En efecto, para muchos de nuestros contemporáneos, la libertad –entendida como poder decidir y hacer lo que uno autónomamente quiera– aparece como el valor incuestionable y supremo, al que todo lo demás debe subordinarse, incluso la verdad, cuya pretensión de objetividad y universalidad se ve con escepticismo y sospecha [3]. Desde esta concepción de la libertad, la responsabilidad o no tiene cabida o se reduce a la mera imputabilidad de ciertos actos –y de sus consecuencias– que el sujeto reconoce, en cierta medida al menos, como obra suya [4]. Por el contrario, desde un punto de vista cristiano, la libertad se entiende de manera correcta cuando se une estrechamente a la responsabilidad, que consiste en «responder a la verdad del ser del hombre», o sea, en «vivir el ser como respuesta, como respuesta a lo que en realidad somos» [5].

La responsabilidad nos revela, de esta forma, la dimensión no sólo lógica sino dialógica de la libertad humana, esencial y constitutivamente referida a una palabra originaria, a una llamada que la precede y la constituye, cualificando precisamente el ser del hombre como «responsorial» o «responsable», en el doble sentido de que puede y debe responder a esa interpelación (vocación) que Dios mismo le dirige, o, más precisamente, responder a ella de ella ante sí mismo, ante los otros y ante Dios [6].

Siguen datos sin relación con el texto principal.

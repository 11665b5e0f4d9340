//! The observatory keeps one watch on every running kluster's node list
//! and nudges the launch queue when a node's health or schedulability
//! flips. Without it the launch controller would only notice dying nodes
//! on the slow periodic resync.

use std::{
    collections::HashMap,
    pin::pin,
    sync::Arc,
    time::Duration,
};

use futures::TryStreamExt;
use k8s_openapi::api::core::v1::Node;
use kube::{
    Api, ResourceExt,
    runtime::{WatchStreamExt, watcher},
};
use tokio_util::sync::CancellationToken;
use tracing::{debug, info, warn};

use crate::{
    client::{Client, Result, key_of},
    kluster::{Kluster, KlusterPhase},
    queue::WorkQueue,
};

/// How often the set of watched klusters is reconciled against the store.
pub const SYNC_INTERVAL: Duration = Duration::from_secs(60);
/// Pause before re-dialing a satellite whose watch collapsed.
const REDIAL_DELAY: Duration = Duration::from_secs(30);

/// The node facts a flip of which warrants a reconcile pass.
#[derive(Clone, Copy, Debug, PartialEq, Eq)]
pub struct NodeFacts {
    pub ready: bool,
    pub unschedulable: bool,
}

pub fn node_facts(node: &Node) -> NodeFacts {
    let ready = node
        .status
        .as_ref()
        .and_then(|s| s.conditions.as_ref())
        .and_then(|c| c.iter().find(|c| c.type_ == "Ready"))
        .is_some_and(|c| c.status == "True");
    NodeFacts {
        ready,
        unschedulable: node
            .spec
            .as_ref()
            .and_then(|s| s.unschedulable)
            .unwrap_or(false),
    }
}

pub struct Observatory {
    pub client: Client,
    pub queue: Arc<WorkQueue>,
}

impl Observatory {
    /// Runs until cancelled, keeping one node watch per running kluster.
    pub async fn run(&self, cancel: CancellationToken) {
        let mut watches: HashMap<String, CancellationToken> = HashMap::new();
        let mut ticker = tokio::time::interval(SYNC_INTERVAL);
        ticker.set_missed_tick_behavior(tokio::time::MissedTickBehavior::Skip);
        loop {
            tokio::select! {
                () = cancel.cancelled() => break,
                _ = ticker.tick() => {}
            }
            if let Err(err) = self.sync_watches(&mut watches, &cancel).await {
                warn!(error = %snafu::Report::from_error(err), "observatory sync failed");
            }
        }
        for token in watches.values() {
            token.cancel();
        }
    }

    async fn sync_watches(
        &self,
        watches: &mut HashMap<String, CancellationToken>,
        cancel: &CancellationToken,
    ) -> Result<()> {
        let klusters = self.client.list_klusters().await?;
        let mut wanted = HashMap::new();
        for kluster in klusters {
            if kluster.phase() == KlusterPhase::Running && !kluster.disabled() {
                wanted.insert(key_of(&kluster), kluster);
            }
        }

        watches.retain(|key, token| {
            let keep = wanted.contains_key(key);
            if !keep {
                info!(kluster = %key, "stopping node watch");
                token.cancel();
            }
            keep
        });

        for (key, kluster) in wanted {
            if watches.contains_key(&key) {
                continue;
            }
            info!(kluster = %key, "starting node watch");
            let token = cancel.child_token();
            watches.insert(key.clone(), token.clone());
            let client = self.client.clone();
            let queue = Arc::clone(&self.queue);
            tokio::spawn(async move {
                watch_nodes(client, kluster, key, queue, token).await;
            });
        }
        Ok(())
    }
}

/// Watches one satellite's nodes until cancelled, re-dialing after
/// failures. Enqueues the kluster key whenever a node's facts flip or a
/// node disappears.
async fn watch_nodes(
    client: Client,
    kluster: Kluster,
    key: String,
    queue: Arc<WorkQueue>,
    cancel: CancellationToken,
) {
    while !cancel.is_cancelled() {
        let tenant = match client.tenant_client(&kluster).await {
            Ok(tenant) => tenant,
            Err(err) => {
                debug!(kluster = %key, error = %err, "satellite API not reachable");
                tokio::select! {
                    () = cancel.cancelled() => return,
                    () = tokio::time::sleep(REDIAL_DELAY) => continue,
                }
            }
        };

        let api: Api<Node> = Api::all(tenant);
        let mut seen: HashMap<String, NodeFacts> = HashMap::new();
        let mut stream = pin!(watcher(api, watcher::Config::default()).default_backoff());
        loop {
            let event = tokio::select! {
                () = cancel.cancelled() => return,
                event = stream.try_next() => event,
            };
            match event {
                Ok(Some(watcher::Event::Apply(node) | watcher::Event::InitApply(node))) => {
                    let facts = node_facts(&node);
                    if seen.insert(node.name_any(), facts) != Some(facts) {
                        debug!(kluster = %key, node = %node.name_any(), ?facts, "node facts changed");
                        queue.add(&key);
                    }
                }
                Ok(Some(watcher::Event::Delete(node))) => {
                    seen.remove(&node.name_any());
                    queue.add(&key);
                }
                Ok(Some(watcher::Event::Init | watcher::Event::InitDone)) => {}
                Ok(None) => break,
                Err(err) => {
                    warn!(kluster = %key, error = %err, "node watch hiccup");
                }
            }
        }
    }
}

#[cfg(test)]
mod tests {
    use k8s_openapi::api::core::v1::{NodeCondition, NodeSpec, NodeStatus};

    use super::*;

    fn node(ready: &str, unschedulable: Option<bool>) -> Node {
        Node {
            spec: Some(NodeSpec {
                unschedulable,
                ..NodeSpec::default()
            }),
            status: Some(NodeStatus {
                conditions: Some(vec![NodeCondition {
                    type_: "Ready".into(),
                    status: ready.into(),
                    ..NodeCondition::default()
                }]),
                ..NodeStatus::default()
            }),
            ..Node::default()
        }
    }

    #[test]
    fn facts_projection() {
        assert_eq!(
            node_facts(&node("True", None)),
            NodeFacts { ready: true, unschedulable: false }
        );
        assert_eq!(
            node_facts(&node("Unknown", Some(true))),
            NodeFacts { ready: false, unschedulable: true }
        );
        assert_eq!(
            node_facts(&Node::default()),
            NodeFacts { ready: false, unschedulable: false }
        );
    }
}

Es esta perspectiva dialógica (moral) y simultáneamente teológica (vocacional) la que Pablo VI asume desde el inicio de la Encíclica, cuando señala que en «el gravísimo deber de transmitir la vida humana» los esposos son «colaboradores libres y responsables de Dios Creador» (n.1) y, más concretamente, cuando afirma que «el problema de la natalidad, como cualquier otro referente a la vida humana, hay que considerarlo, por encima de perspectivas parciales de orden biológico o psicológico, demográfico o sociológico, a la luz de una visión integral del hombre y de su vocación, no sólo natural y terrena, sino también sobrenatural y eterna» (n.7) [7]. Únicamente al interior de este «diálogo vocacional» entre Dios y el hombre, que engloba toda la existencia y le otorga un carácter de promesa –de parte de Dios– y compromiso –de parte del hombre–, es decir, de Alianza, la libertad humana puede reconocer sin error los significados inscritos en el acto conyugal, apreciando su auténtico valor y asumiendo libremente sus no siempre fáciles exigencias [8].

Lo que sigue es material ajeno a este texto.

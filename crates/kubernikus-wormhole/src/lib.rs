//! Wormhole: reverse tunnels from the kubernikus control plane to its
//! worker nodes, plus the NAT redirection that makes the apiserver's
//! node-bound traffic use them.

pub mod config;
pub mod controller;
pub mod iptables;
pub mod tunnel;
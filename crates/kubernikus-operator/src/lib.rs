//! Kubernikus: manages the full lifecycle of OpenStack-backed Kubernetes
//! clusters ("klusters") declared as custom resources, from booting node
//! pools to garbage-collecting the cloud resources of deleted clusters.

pub mod client;
pub mod cloud;
pub mod config;
pub mod controller;
pub mod deorbit;
pub mod hammertime;
pub mod kluster;
pub mod launch;
pub mod metrics;
pub mod observatory;
pub mod queue;
pub mod routegc;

Por contra, es el desconocimiento de esta dimensión vocacional (teologal) de la libertad humana, debida a la secularización y al predominio de la mentalidad científico-técnica, la que hace prácticamente irreconocibles el significado y la trascendencia de la sexualidad –y la fecundidad– humana, haciéndola, literalmente, insignificante e intranscendente, banal y, por eso mismo, precaria y provisional, capaz únicamente de suscitar «hipótesis de sentido» y «compromisos condicionados», que exigen ser continuamente verificados en un balance permanente de costes y beneficios [9]. Para Pablo VI, sin embargo, «el matrimonio no es efecto de la casualidad o producto de la evolución de fuerzas naturales inconscientes, (sino) una sabia institución del Creador para realizar en el humanidad su designio de amor» (HV 8).

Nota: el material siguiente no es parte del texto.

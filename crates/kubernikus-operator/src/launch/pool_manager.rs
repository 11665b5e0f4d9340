//! Reconciles one node pool of one kluster against its observed cloud
//! state.

use std::sync::Arc;

use async_trait::async_trait;
use kube::ResourceExt;
use snafu::ResultExt;
use tracing::debug;

use super::{ClientSnafu, CloudSnafu, Error, Result, UserdataSnafu};
use crate::{
    client::Client,
    cloud::{CloudNode, CloudProvider, NodeState},
    kluster::{Kluster, NodePool, NodePoolInfo, PROVIDER_ID_PREFIX},
    launch::userdata,
    metrics::PoolMetrics,
};

/// What the kluster's own API server knows about a node. Gathered once per
/// reconcile pass and shared by all pools.
#[derive(Clone, Debug)]
pub struct KubeNodeView {
    pub provider_id: String,
    pub ready: bool,
    pub unschedulable: bool,
}

/// Ephemeral per-pass pool state. `nodes` is ordered by termination
/// priority: nodes unknown to Kubernetes first, then unschedulable ones,
/// then the rest.
#[derive(Clone, Debug, Default, PartialEq, Eq)]
pub struct PoolStatus {
    pub nodes: Vec<String>,
    pub running: u32,
    pub starting: u32,
    pub stopping: u32,
    pub needed: u32,
    pub unneeded: u32,
}

impl PoolStatus {
    pub fn compute(desired: u32, cloud_nodes: &[CloudNode], views: &[KubeNodeView]) -> Self {
        let mut running = 0;
        let mut starting = 0;
        let mut stopping = 0;
        for node in cloud_nodes {
            match node.state {
                NodeState::Running => running += 1,
                NodeState::Starting => starting += 1,
                NodeState::Stopping => stopping += 1,
            }
        }

        let mut nodes: Vec<String> = cloud_nodes.iter().map(|n| n.id.clone()).collect();
        nodes.sort_by_key(|id| termination_rank(id, views));

        Self {
            nodes,
            running,
            starting,
            stopping,
            needed: desired.saturating_sub(running + starting),
            unneeded: (running + starting).saturating_sub(desired),
        }
    }

    pub fn to_info(&self, pool: &NodePool) -> NodePoolInfo {
        NodePoolInfo {
            name: pool.name.clone(),
            size: pool.size,
            running: self.running + self.starting,
            healthy: self.running,
            schedulable: self.running,
        }
    }
}

/// Lower ranks terminate first.
fn termination_rank(id: &str, views: &[KubeNodeView]) -> u8 {
    let view = views
        .iter()
        .find(|v| v.provider_id == format!("{PROVIDER_ID_PREFIX}{id}"));
    match view {
        None => 0,
        Some(view) if view.unschedulable => 1,
        Some(_) => 2,
    }
}

#[async_trait]
pub trait PoolManager: Send + Sync {
    async fn get_status(&self) -> Result<PoolStatus>;

    /// Persists the pool's observed state onto the kluster. No-op when the
    /// stored info already matches (write avoidance).
    async fn set_status(&self, status: &PoolStatus) -> Result<()>;

    /// Boots one node and returns its id.
    async fn create_node(&self) -> Result<String>;

    async fn delete_node(&self, id: &str) -> Result<()>;

    /// Removes the pool-level server group once all members are gone.
    async fn delete_pool(&self) -> Result<()>;
}

pub struct KlusterPoolManager {
    pub kluster: Kluster,
    pub pool: NodePool,
    pub views: Vec<KubeNodeView>,
    pub cloud: Arc<dyn CloudProvider>,
    pub client: Client,
    pub metrics: PoolMetrics,
}

#[async_trait]
impl PoolManager for KlusterPoolManager {
    async fn get_status(&self) -> Result<PoolStatus> {
        let cloud_nodes = self
            .cloud
            .get_nodes(&self.kluster, &self.pool.name)
            .await
            .context(CloudSnafu)?;
        Ok(PoolStatus::compute(self.pool.size, &cloud_nodes, &self.views))
    }

    async fn set_status(&self, status: &PoolStatus) -> Result<()> {
        let info = status.to_info(&self.pool);
        let kluster_name = self.kluster.name_any();
        self.metrics
            .desired
            .with_label_values(&[&kluster_name, &self.pool.name])
            .set(i64::from(info.size));
        self.metrics
            .running
            .with_label_values(&[&kluster_name, &self.pool.name])
            .set(i64::from(info.running));

        // Re-fetch the authoritative object before mutating; the cached
        // copy we reconciled from may be stale.
        let namespace = self.kluster.namespace().unwrap_or_default();
        let mut fresh = self
            .client
            .get_kluster(&namespace, &kluster_name)
            .await
            .context(ClientSnafu)?;
        if fresh.pool_info(&self.pool.name) == Some(&info) {
            debug!(kluster = %kluster_name, pool = %self.pool.name, "pool status unchanged");
            return Ok(());
        }
        let status_block = fresh.status.get_or_insert_with(Default::default);
        match status_block
            .node_pools
            .iter_mut()
            .find(|i| i.name == self.pool.name)
        {
            Some(existing) => *existing = info,
            None => status_block.node_pools.push(info),
        }
        self.client
            .update_kluster_status(&fresh)
            .await
            .context(ClientSnafu)?;
        Ok(())
    }

    async fn create_node(&self) -> Result<String> {
        let secret = self
            .client
            .kluster_secret(&self.kluster)
            .await
            .context(ClientSnafu)?;
        let userdata =
            userdata::render(&self.kluster, &self.pool, &secret).context(UserdataSnafu)?;
        self.cloud
            .create_node(&self.kluster, &self.pool.name, &userdata)
            .await
            .context(CloudSnafu)
    }

    async fn delete_node(&self, id: &str) -> Result<()> {
        self.cloud
            .delete_node(&self.kluster, id)
            .await
            .context(CloudSnafu)
    }

    async fn delete_pool(&self) -> Result<()> {
        self.cloud
            .delete_pool(&self.kluster, &self.pool.name)
            .await
            .context(CloudSnafu)
    }
}

#[cfg(test)]
mod tests {
    use super::*;

    fn cloud_node(id: &str, state: NodeState) -> CloudNode {
        CloudNode {
            id: id.to_owned(),
            name: format!("payload-{id}"),
            state,
        }
    }

    fn view(id: &str, unschedulable: bool) -> KubeNodeView {
        KubeNodeView {
            provider_id: format!("{PROVIDER_ID_PREFIX}{id}"),
            ready: true,
            unschedulable,
        }
    }

    #[test]
    fn needed_floors_at_zero() {
        let nodes = [
            cloud_node("a", NodeState::Running),
            cloud_node("b", NodeState::Running),
            cloud_node("c", NodeState::Starting),
        ];
        let status = PoolStatus::compute(5, &nodes, &[]);
        assert_eq!(status.needed, 2);
        assert_eq!(status.unneeded, 0);
    }

    #[test]
    fn unneeded_floors_at_zero() {
        let nodes = [
            cloud_node("a", NodeState::Running),
            cloud_node("b", NodeState::Running),
            cloud_node("c", NodeState::Running),
            cloud_node("d", NodeState::Running),
        ];
        let status = PoolStatus::compute(2, &nodes, &[]);
        assert_eq!(status.needed, 0);
        assert_eq!(status.unneeded, 2);
    }

    #[test]
    fn termination_priority_orders_missing_then_unschedulable() {
        let nodes = [
            cloud_node("a", NodeState::Running),
            cloud_node("b", NodeState::Running),
            cloud_node("c", NodeState::Running),
        ];
        // a is a healthy kubernetes node, b never registered, c is cordoned.
        let views = [view("a", false), view("c", true)];
        let status = PoolStatus::compute(3, &nodes, &views);
        assert_eq!(status.nodes, vec!["b", "c", "a"]);
    }

    #[test]
    fn stopping_nodes_count_towards_neither_side() {
        let nodes = [
            cloud_node("a", NodeState::Running),
            cloud_node("b", NodeState::Stopping),
        ];
        let status = PoolStatus::compute(1, &nodes, &[]);
        assert_eq!(status.needed, 0);
        assert_eq!(status.unneeded, 0);
        assert_eq!(status.stopping, 1);
    }

    #[test]
    fn info_projection() {
        let pool = NodePool {
            name: "payload".into(),
            flavor: "m1.small".into(),
            image: "flatcar".into(),
            size: 3,
        };
        let status = PoolStatus {
            running: 2,
            starting: 1,
            ..PoolStatus::default()
        };
        let info = status.to_info(&pool);
        assert_eq!(info.running, 3);
        assert_eq!(info.healthy, 2);
        assert_eq!(info.schedulable, 2);
        assert_eq!(info.size, 3);
    }
}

La dimensión subjetiva de la responsabilidad: los interlocutores del diálogo moral

Dios toma la iniciativa del diálogo, precede y suscita con su Palabra –creadora y redentora… toda palabra humana, la cual, en consecuencia, sólo será verdaderamente «responsable» –fiel a su verdad– en la medida que interprete y actualice correctamente los significados –unitivo y procreativo– inscritos originariamente por Dios en el acto conyugal, es decir, en el «lenguaje del cuerpo» (En P 29) o, dicho de otra forma, en la «naturaleza» del matrimonio, de la persona y de sus actos (cf. HVG 10; GS 51) [10].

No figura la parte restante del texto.